The indictment includes a conspiracy charge under the Racketeer Influenced and Corrupt Organizations Act, a powerful legal tool used in the past against Mafia families in New York as well as the Hells Angels motorcycle club.
The charges unsealed this week are the latest legal challenge confronting Imperial Pacific’s business in Saipan, which was for a time one of the highest-grossing casinos in the world — despite operating first from a nondescript storefront and then a half-finished construction site. Imperial Pacific and Metallurgical Corp. of China Ltd., which is one of China’s biggest state-owned construction businesses and owned the subsidiary unit in Saipan, are not accused of wrongdoing in the legal filing.
All three defendants are Chinese nationals, and the Department of Justice said in a statement that they currently reside outside the U.S. At least one of the named individuals no longer works for Imperial, according to the company.
A lawyer for Imperial Pacific said he was unable to comment on the company’s behalf, while listed numbers for the company are no longer in use or have been disconnected. MCC didn’t respond to requests for comment.
In November, federal agents searched Imperial Pacific’s local offices as well as the home of Ralph Torres, Saipan’s governor and a longtime backer of the casino. At the time, Torres acknowledged the FBI searches and denied any wrongdoing.
Last year, Imperial Pacific agreed to pay $3 million to resolve claims it didn’t pay construction workers minimum wage and overtime. In 2017, federal prosecutors charged MCC employees, as well as other Chinese nationals involved with the project, with violations relating to the employment of unauthorized workers.
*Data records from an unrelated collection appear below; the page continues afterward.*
use std::path::PathBuf;

use clap::{Parser, Subcommand};

#[derive(Debug, Parser)]
#[command(name = "commhub", about = "School communication hub chat client (console)")]
pub struct Cli {
    /// Path to config file (default: ./config.toml)
    #[arg(short, long, global = true)]
    pub config: Option<PathBuf>,

    #[command(subcommand)]
    pub command: Option<Command>,
}

#[derive(Debug, Clone, Subcommand)]
pub enum Command {
    /// Start the console chat shell
    Run,
}

impl Cli {
    pub fn command_or_default(&self) -> Command {
        self.command.clone().unwrap_or(Command::Run)
    }
}

#[cfg(test)]
mod tests {
    use clap::Parser;

    use super::{Cli, Command};

    #[test]
    fn defaults_to_run_when_command_is_missing() {
        let cli = Cli::parse_from(["commhub"]);

        assert!(matches!(cli.command_or_default(), Command::Run));
    }

    #[test]
    fn parses_explicit_run_command() {
        let cli = Cli::parse_from(["commhub", "run", "--config", "school.toml"]);

        assert!(matches!(cli.command_or_default(), Command::Run));
        assert_eq!(
            cli.config
                .as_deref()
                .map(|p| p.to_string_lossy().to_string()),
            Some("school.toml".to_owned())
        );
    }
}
Some pleaded guilty.
Imperial Pacific said one individual indicted in the latest case was a non-managerial employee of the group who left in 2017, according to an Aug. 5 statement to the Hong Kong stock exchange. In a separate court filing to stay a civil case, attorneys for the company described Wu and Xu as Imperial Pacific executives.
Imperial Pacific has attracted significant attention in the gaming world and beyond since it began operations in Saipan in 2015. At one point the company, which is controlled by Chinese businesswoman Cui Lijie, counted former directors of the Federal Bureau of Investigation and Central Intelligence Agency, as well as the former governors of New York and Pennsylvania, among its directors or advisers.
The casino, which is located on an island with almost no modern tourist infrastructure and is more than three hours’ flight from any major city, was turning over more per-table bets at its peak than the glitziest facilities in Las Vegas and Macau.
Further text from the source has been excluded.